The Difference Between Pure And Applied Math

Henry Pollak, in his essay, “What Is Mathematical Modeling?

Probably 40 years ago, I was an invited guest at a national summer conference whose purpose was to grade the AP Examinations in Calculus. When I arrived, I found myself in the middle of a debate occasioned by the need to evaluate a particular student’s solution of a problem. The problem was to find the volume of a particular solid which was inside a unit three-dimensional cube. The student had set up the relevant integrals correctly, but had made a computational error at the end and came up with an answer in the millions. (He multiplied instead of dividing by some power of 10.) The two sides of the debate had very different ideas about how to allocate the ten possible points. Side 1 argued, “He set everything up correctly, he knew what he was doing, he made a silly numerical error, let’s take off a point.” Side 2 argued, “He must have been sound asleep! How can a solid inside a unit cube have a volume in the millions?! It shows no judgment at all. Let’s give him a point.”

What a fantastic dilemma.

Pollak argues that the student’s error would merit a larger deduction in an applied context than in a pure context. In a real-world context, being wrong by a factor of one million means cities drown, atoms obliterate each other, and species go extinct. In a pure math context, that same error is a more trivial matter of miscomputation.

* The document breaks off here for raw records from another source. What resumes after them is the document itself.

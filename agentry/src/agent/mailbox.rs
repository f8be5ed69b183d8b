/*
 * Copyright (c) 2024. Govcraft
 *
 * Licensed under either of
 *   * Apache License, Version 2.0 (the "License");
 *     you may not use this file except in compliance with the License.
 *     You may obtain a copy of the License at http://www.apache.org/licenses/LICENSE-2.0
 *   * MIT license: http://opensource.org/licenses/MIT
 *
 * Unless required by applicable law or agreed to in writing, software
 * distributed under the License is distributed on an "AS IS" BASIS,
 * WITHOUT WARRANTIES OR CONDITIONS OF ANY KIND, either express or implied.
 * See the applicable License for the specific language governing permissions and
 * limitations under that License.
 */

use std::collections::VecDeque;

use parking_lot::Mutex;
use tokio::sync::oneshot;
use tracing::warn;

use crate::common::config::CONFIG;
use crate::message::{Message, MessageFilter};

/// Outcome of delivering a message to a mailbox.
#[derive(Debug, Clone, Copy, PartialEq, Eq)]
pub(crate) enum Delivery {
    /// Appended to the queue.
    Queued,
    /// Handed directly to a suspended receiver.
    Handed,
}

struct Waiter {
    id: u64,
    filter: MessageFilter,
    tx: oneshot::Sender<Message>,
}

#[derive(Default)]
struct Inner {
    queue: VecDeque<Message>,
    waiters: Vec<Waiter>,
    next_waiter: u64,
}

/// Incoming messages of one agent or gateway.
///
/// Messages are kept in arrival order. A receiver waiting with a filter gets
/// the first matching message directly; everything else is queued.
#[derive(Default)]
pub(crate) struct Mailbox {
    inner: Mutex<Inner>,
}

impl Mailbox {
    pub(crate) fn deliver(&self, message: Message) -> Delivery {
        let mut inner = self.inner.lock();
        let mut message = message;
        while let Some(pos) = inner.waiters.iter().position(|w| w.filter.matches(&message)) {
            let waiter = inner.waiters.remove(pos);
            match waiter.tx.send(message) {
                Ok(()) => return Delivery::Handed,
                Err(returned) => message = returned,
            }
        }
        inner.queue.push_back(message);
        let depth = inner.queue.len();
        if depth == CONFIG.limits.mailbox_warn_depth {
            warn!("Mailbox depth reached {}", depth);
        }
        Delivery::Queued
    }

    /// Removes the oldest queued message matching `filter`.
    pub(crate) fn take_matching(&self, filter: &MessageFilter) -> Option<Message> {
        let mut inner = self.inner.lock();
        let pos = inner.queue.iter().position(|m| filter.matches(m))?;
        inner.queue.remove(pos)
    }

    /// Takes a matching queued message, or registers a waiter for the next one.
    pub(crate) fn take_or_wait(
        &self,
        filter: MessageFilter,
    ) -> Result<Message, (u64, oneshot::Receiver<Message>)> {
        let mut inner = self.inner.lock();
        if let Some(pos) = inner.queue.iter().position(|m| filter.matches(m)) {
            if let Some(message) = inner.queue.remove(pos) {
                return Ok(message);
            }
        }
        let (tx, rx) = oneshot::channel();
        let id = inner.next_waiter;
        inner.next_waiter += 1;
        inner.waiters.push(Waiter { id, filter, tx });
        Err((id, rx))
    }

    /// Drops a waiter. Returns `true` if it was still waiting.
    pub(crate) fn cancel_waiter(&self, id: u64) -> bool {
        let mut inner = self.inner.lock();
        let before = inner.waiters.len();
        inner.waiters.retain(|w| w.id != id);
        inner.waiters.len() != before
    }

    /// Runs `f` while the mailbox is locked, passing whether waiter `id` is
    /// still registered. Used to suspend without racing a delivery.
    pub(crate) fn with_waiter<R>(&self, id: u64, f: impl FnOnce(bool) -> R) -> R {
        let inner = self.inner.lock();
        f(inner.waiters.iter().any(|w| w.id == id))
    }

    pub(crate) fn len(&self) -> usize {
        self.inner.lock().queue.len()
    }

    /// Drops queued messages and waiters.
    pub(crate) fn close(&self) {
        let mut inner = self.inner.lock();
        inner.queue.clear();
        inner.waiters.clear();
    }
}

#[cfg(test)]
mod tests {
    use super::*;
    use crate::message::Performative;

    #[test]
    fn test_queue_keeps_arrival_order() {
        let mailbox = Mailbox::default();
        let first = Message::new("a", Performative::Inform);
        let second = Message::new("a", Performative::Inform);
        mailbox.deliver(first.clone());
        mailbox.deliver(second.clone());
        let any = MessageFilter::any();
        assert_eq!(mailbox.take_matching(&any).map(|m| m.id().to_string()), Some(first.id().to_string()));
        assert_eq!(mailbox.take_matching(&any).map(|m| m.id().to_string()), Some(second.id().to_string()));
        assert!(mailbox.take_matching(&any).is_none());
    }

    #[tokio::test]
    async fn test_waiter_gets_matching_message_directly() {
        let mailbox = Mailbox::default();
        let Err((id, rx)) = mailbox.take_or_wait(MessageFilter::performative(Performative::Agree)) else {
            panic!("mailbox should be empty");
        };
        assert_eq!(mailbox.deliver(Message::new("a", Performative::Inform)), Delivery::Queued);
        assert_eq!(mailbox.deliver(Message::new("a", Performative::Agree)), Delivery::Handed);
        let got = rx.await.expect("handed message");
        assert_eq!(got.performative(), Performative::Agree);
        assert!(!mailbox.cancel_waiter(id));
        assert_eq!(mailbox.len(), 1);
    }

    #[test]
    fn test_cancelled_waiter_no_longer_intercepts() {
        let mailbox = Mailbox::default();
        let Err((id, _rx)) = mailbox.take_or_wait(MessageFilter::any()) else {
            panic!("mailbox should be empty");
        };
        assert!(mailbox.cancel_waiter(id));
        assert_eq!(mailbox.deliver(Message::new("a", Performative::Inform)), Delivery::Queued);
    }
}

The trouble is that, to the math teachers in the room, a unit cube is a real-world object. They can hold a one-centimeter unit cube in their hands and, more importantly, they can hold it in their minds.

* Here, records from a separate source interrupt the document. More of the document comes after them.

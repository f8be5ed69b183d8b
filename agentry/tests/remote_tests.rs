/*
 * Copyright (c) 2024. Govcraft
 *
 * Licensed under either of
 *   * Apache License, Version 2.0 (the "License");
 *     you may not use this file except in compliance with the License.
 *     You may obtain a copy of the License at http://www.apache.org/licenses/LICENSE-2.0
 *   * MIT license: http://opensource.org/licenses/MIT
 *
 * Unless required by applicable law or agreed to in writing, software
 * distributed under the License is distributed on an "AS IS" BASIS,
 * WITHOUT WARRANTIES OR CONDITIONS OF ANY KIND, either express or implied.
 * See the applicable License for the specific language governing permissions and
 * limitations under that License.
 */

use std::sync::atomic::{AtomicUsize, Ordering};
use std::sync::Arc;
use std::time::{Duration, Instant};

use agentry::prelude::*;
use tokio::net::TcpListener;

use crate::setup::*;

mod setup;

const LINK_TIMEOUT: Duration = Duration::from_secs(5);

/// A master on an ephemeral port and one slave linked to it, both on `platform`.
async fn federation(platform: &Platform) -> anyhow::Result<(MasterContainer, SlaveContainer)> {
    let master = MasterContainer::bind(platform, "master", "127.0.0.1:0").await?;
    let port = master.port().expect("bound master has a port");
    let slave = SlaveContainer::connect(platform, "slave", "127.0.0.1", port);
    Ok((master, slave))
}

/// Both ends of the master/slave link are up.
async fn linked(master: &MasterContainer, slave: &SlaveContainer) -> bool {
    slave.wait_until_connected(LINK_TIMEOUT).await && master.wait_for_links(1, LINK_TIMEOUT).await
}

fn counting_sink(count: Arc<AtomicUsize>) -> Agent {
    Agent::new().behavior(Behavior::message(
        MessageFilter::any(),
        handler_fn(move |_ctx, _msg| {
            count.fetch_add(1, Ordering::SeqCst);
        }),
    ))
}

fn echo() -> Agent {
    Agent::new()
        .after_start(|agent| {
            agent.register("echo");
        })
        .behavior(Behavior::message(
            MessageFilter::performative(Performative::Request),
            handler_fn(|ctx, msg| {
                let mut reply = Message::reply_to(&msg, Performative::Inform);
                if let Some(text) = msg.get("text") {
                    reply.set("text", text.clone());
                }
                ctx.send(reply);
            }),
        ))
}

#[tokio::test(flavor = "multi_thread", worker_threads = 4)]
async fn test_directory_spans_master_and_slave() -> anyhow::Result<()> {
    initialize_tracing();
    let platform = Platform::real_time();
    let (master, slave) = federation(&platform).await?;
    let alpha = master.add_agent("alpha", Agent::new()).await?;
    let beta = slave.add_agent("beta", Agent::new()).await?;
    master.register(alpha.id(), "alpha-svc");
    slave.register(beta.id(), "beta-svc");
    platform.start();
    assert!(linked(&master, &slave).await);

    assert_eq!(master.agent_for_service("beta-svc").await, Some(AgentId::new("beta")));
    assert_eq!(slave.agent_for_service("alpha-svc").await, Some(AgentId::new("alpha")));
    assert!(master.agent_for_service("missing").await.is_none());

    let agents = slave.agents().await;
    assert!(agents.contains(&AgentId::new("alpha")));
    assert!(agents.contains(&AgentId::new("beta")));
    assert_eq!(master.services().await, vec!["alpha-svc".to_string(), "beta-svc".to_string()]);

    assert!(master.can_locate_agent(&AgentId::new("beta")).await);
    assert!(!master.contains_agent(&AgentId::new("beta")));
    assert!(master.state().starts_with("Running, listening on 127.0.0.1:"));
    assert_eq!(slave.state(), format!("Running, connected to {}", slave.master()));

    platform.shutdown().await;
    Ok(())
}

#[tokio::test(flavor = "multi_thread", worker_threads = 4)]
async fn test_unicast_is_relayed_exactly_once() -> anyhow::Result<()> {
    initialize_tracing();
    let platform = Platform::real_time();
    let (master, slave) = federation(&platform).await?;
    let count = Arc::new(AtomicUsize::new(0));
    master.add_agent("sink", counting_sink(count.clone())).await?;
    platform.start();
    assert!(linked(&master, &slave).await);

    assert!(slave.send(Message::new("sink", Performative::Inform)));
    assert!(eventually(Duration::from_secs(2), || count.load(Ordering::SeqCst) == 1).await);
    tokio::time::sleep(Duration::from_millis(100)).await;
    assert_eq!(count.load(Ordering::SeqCst), 1);

    // without relaying, a slave only reaches its own agents
    assert!(!slave.send_with_relay(Message::new("sink", Performative::Inform), false));

    platform.shutdown().await;
    Ok(())
}

#[tokio::test(flavor = "multi_thread", worker_threads = 4)]
async fn test_topic_reaches_subscribers_on_both_sides() -> anyhow::Result<()> {
    initialize_tracing();
    let platform = Platform::real_time();
    let (master, slave) = federation(&platform).await?;
    let here = Arc::new(AtomicUsize::new(0));
    let there = Arc::new(AtomicUsize::new(0));
    let news = AgentId::topic("news");
    let local = master.add_agent("local-reader", counting_sink(here.clone())).await?;
    let remote = slave.add_agent("remote-reader", counting_sink(there.clone())).await?;
    assert!(master.subscribe(local.id(), &news));
    assert!(slave.subscribe(remote.id(), &news));
    platform.start();
    assert!(linked(&master, &slave).await);

    assert!(master.send(Message::new(news.clone(), Performative::Inform)));
    assert!(slave.send(Message::new(news, Performative::Inform)));
    assert!(
        eventually(Duration::from_secs(2), || {
            here.load(Ordering::SeqCst) == 2 && there.load(Ordering::SeqCst) == 2
        })
        .await
    );

    platform.shutdown().await;
    Ok(())
}

#[tokio::test(flavor = "multi_thread", worker_threads = 2)]
async fn test_silent_link_fails_open() -> anyhow::Result<()> {
    initialize_tracing();
    let platform = Platform::real_time();
    let master = MasterContainer::new(&platform, "master");
    // nobody reads the other end, so every query times out
    let (link, _silent) = tokio::io::duplex(64 * 1024);
    assert!(master.attach_link(link, "silent"));
    platform.start();
    assert_eq!(master.link_count(), 1);

    let started = Instant::now();
    assert!(master.agent_for_service("anything").await.is_none());
    assert!(master.agents().await.is_empty());
    master.add_agent("fresh", Agent::new()).await?;
    assert!(started.elapsed() < Duration::from_secs(5));
    assert!(master.contains_agent(&AgentId::new("fresh")));

    platform.shutdown().await;
    Ok(())
}

#[tokio::test(flavor = "multi_thread", worker_threads = 4)]
async fn test_silent_slave_does_not_hide_the_master_directory() -> anyhow::Result<()> {
    initialize_tracing();
    let platform = Platform::real_time();
    let (master, slave) = federation(&platform).await?;
    let alpha = master.add_agent("alpha", Agent::new()).await?;
    master.register(alpha.id(), "shared-svc");
    // a second slave that never answers
    let (link, _silent) = tokio::io::duplex(64 * 1024);
    assert!(master.attach_link(link, "silent"));
    platform.start();
    assert!(slave.wait_until_connected(LINK_TIMEOUT).await);
    assert!(master.wait_for_links(2, LINK_TIMEOUT).await);

    let agents = slave.agents().await;
    assert!(agents.contains(&AgentId::new("alpha")));
    let providers = slave.agents_for_service("shared-svc").await;
    assert_eq!(providers, vec![AgentId::new("alpha")]);
    assert!(slave.services().await.contains(&"shared-svc".to_string()));

    platform.shutdown().await;
    Ok(())
}

#[tokio::test(flavor = "multi_thread", worker_threads = 4)]
async fn test_names_are_unique_across_the_federation() -> anyhow::Result<()> {
    initialize_tracing();
    let platform = Platform::real_time();
    let (master, slave) = federation(&platform).await?;
    master.add_agent("alpha", Agent::new()).await?;
    platform.start();
    assert!(linked(&master, &slave).await);

    let result = slave.add_agent("alpha", Agent::new()).await;
    assert!(matches!(result, Err(AgentryError::DuplicateName(name)) if name == "alpha"));
    slave.add_agent("beta", Agent::new()).await?;
    let result = master.add_agent("beta", Agent::new()).await;
    assert!(matches!(result, Err(AgentryError::DuplicateName(_))));

    platform.shutdown().await;
    Ok(())
}

#[tokio::test(flavor = "multi_thread", worker_threads = 4)]
async fn test_slave_reconnects_after_link_loss() -> anyhow::Result<()> {
    initialize_tracing();
    let platform = Platform::real_time();
    let (master, slave) = federation(&platform).await?;
    let count = Arc::new(AtomicUsize::new(0));
    master.add_agent("sink", counting_sink(count.clone())).await?;
    platform.start();
    assert!(linked(&master, &slave).await);

    slave.close_link();
    assert!(eventually(Duration::from_secs(2), || !slave.is_connected()).await);
    assert!(slave.state().starts_with("Running, connecting to"));
    assert!(slave.wait_until_connected(LINK_TIMEOUT).await);

    assert!(slave.send(Message::new("sink", Performative::Inform)));
    assert!(eventually(Duration::from_secs(2), || count.load(Ordering::SeqCst) == 1).await);
    assert!(eventually(Duration::from_secs(2), || master.link_count() == 1).await);

    platform.shutdown().await;
    Ok(())
}

#[tokio::test(flavor = "multi_thread", worker_threads = 4)]
async fn test_slave_stays_away_after_master_shutdown() -> anyhow::Result<()> {
    initialize_tracing();
    let platform = Platform::real_time();
    let (master, slave) = federation(&platform).await?;
    let port = master.port().expect("bound master has a port");
    platform.start();
    assert!(linked(&master, &slave).await);

    master.shutdown().await;
    assert!(eventually(Duration::from_secs(2), || slave.is_master_shutdown()).await);
    assert!(eventually(Duration::from_secs(2), || !slave.is_connected()).await);
    assert_eq!(slave.state(), format!("Running, disconnected from 127.0.0.1:{port}"));
    assert_eq!(master.state(), "Not running");

    // the old listener goes away with the master; take over its port
    let mut listener = None;
    for _ in 0..50 {
        match TcpListener::bind(("127.0.0.1", port)).await {
            Ok(bound) => {
                listener = Some(bound);
                break;
            }
            Err(_) => tokio::time::sleep(Duration::from_millis(20)).await,
        }
    }
    let listener = listener.expect("port released by the master");
    let accepted = tokio::time::timeout(Duration::from_millis(2_500), listener.accept()).await;
    assert!(accepted.is_err(), "slave reconnected after master shutdown");

    platform.shutdown().await;
    Ok(())
}

#[tokio::test(flavor = "multi_thread", worker_threads = 4)]
async fn test_gateway_talks_to_slave_agents() -> anyhow::Result<()> {
    initialize_tracing();
    let platform = Platform::real_time();
    let (master, slave) = federation(&platform).await?;
    slave.add_agent("echo", echo()).await?;
    let heard = Arc::new(AtomicUsize::new(0));
    let listener = master.add_agent("listener", counting_sink(heard.clone())).await?;
    platform.start();
    assert!(linked(&master, &slave).await);

    let port = master.port().expect("bound master has a port");
    let gateway = Gateway::connect("127.0.0.1", port).await?;
    assert!(eventually(Duration::from_secs(2), || master.link_count() == 2).await);

    let mut echo_id = None;
    for _ in 0..50 {
        echo_id = gateway.agent_for_service("echo").await;
        if echo_id.is_some() {
            break;
        }
        tokio::time::sleep(Duration::from_millis(20)).await;
    }
    let echo_id = echo_id.expect("echo service visible to the gateway");
    assert_eq!(echo_id, AgentId::new("echo"));

    let request = Message::new(echo_id, Performative::Request).with_field("text", "hello");
    let reply = gateway
        .request(request, Duration::from_secs(2))
        .await
        .expect("echo replied");
    assert_eq!(reply.performative(), Performative::Inform);
    assert_eq!(reply.get("text").and_then(|v| v.as_str()), Some("hello"));

    // the gateway is an ordinary addressee for container agents
    assert!(gateway.send(Message::new(listener.id().clone(), Performative::Inform)));
    assert!(eventually(Duration::from_secs(2), || heard.load(Ordering::SeqCst) == 1).await);

    let alerts = AgentId::topic("alerts");
    assert!(gateway.subscribe(&alerts));
    assert!(!gateway.subscribe(&AgentId::new("not-a-topic")));
    assert!(slave.send(Message::new(alerts.clone(), Performative::Inform).with_field("level", 3)));
    let alert = gateway
        .receive(MessageFilter::any(), Duration::from_secs(2))
        .await
        .expect("topic message crossed two links");
    assert_eq!(alert.recipient(), Some(&alerts));

    assert!(gateway.register("console"));
    let mut provider = None;
    for _ in 0..50 {
        provider = slave.agent_for_service("console").await;
        if provider.is_some() {
            break;
        }
        tokio::time::sleep(Duration::from_millis(20)).await;
    }
    assert_eq!(provider.as_ref(), Some(gateway.agent_id()));

    gateway.close().await;
    assert!(gateway.is_closed());
    // registrations of a closed link are dropped
    assert!(eventually(Duration::from_secs(2), || master.local_agent_for_service("console").is_none()).await);

    platform.shutdown().await;
    Ok(())
}

#[tokio::test(flavor = "multi_thread", worker_threads = 2)]
async fn test_gateway_over_an_in_memory_link() -> anyhow::Result<()> {
    initialize_tracing();
    let platform = Platform::real_time();
    let master = MasterContainer::new(&platform, "master");
    master.add_agent("alpha", Agent::new()).await?;
    master.add_agent("echo", echo()).await?;
    platform.start();

    let (near, far) = tokio::io::duplex(64 * 1024);
    assert!(master.attach_link(near, "serial"));
    let gateway = Gateway::attach(far, "serial");

    let agents = gateway.agents().await;
    assert!(agents.contains(&AgentId::new("alpha")));

    assert!(master.send(Message::new(gateway.agent_id().clone(), Performative::Inform).with_field("n", 1)));
    let received = gateway
        .receive(MessageFilter::performative(Performative::Inform), Duration::from_secs(2))
        .await
        .expect("message delivered over the duplex link");
    assert_eq!(received.get("n").and_then(|v| v.as_i64()), Some(1));

    let reply = gateway
        .ask(Message::new("echo", Performative::Request).with_field("text", "over serial"))
        .await
        .expect("echo replied within the request timeout");
    assert_eq!(reply.get("text").and_then(|v| v.as_str()), Some("over serial"));

    platform.shutdown().await;
    assert!(eventually(Duration::from_secs(2), || gateway.is_closed()).await);
    Ok(())
}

The AP graders aren’t arguing about grading. They’re trying to decide what is real.

What a fantastic dilemma.

Featured Comment

Shannon Alvarez:

Whenever I wanted to give students the most amount of partial credit, my coop teacher would ask me the poignant question, “What exactly are you assessing?” I found this was a great question to continue asking myself. So, in the example you gave, are you assessing students’ ability to perform mathematical functions correctly or are you assessing their ability to connect those math functions to the real world?

Benjamin Dickman alerts us that Pollak’s piece is online, free, along with a number of his modeling tasks.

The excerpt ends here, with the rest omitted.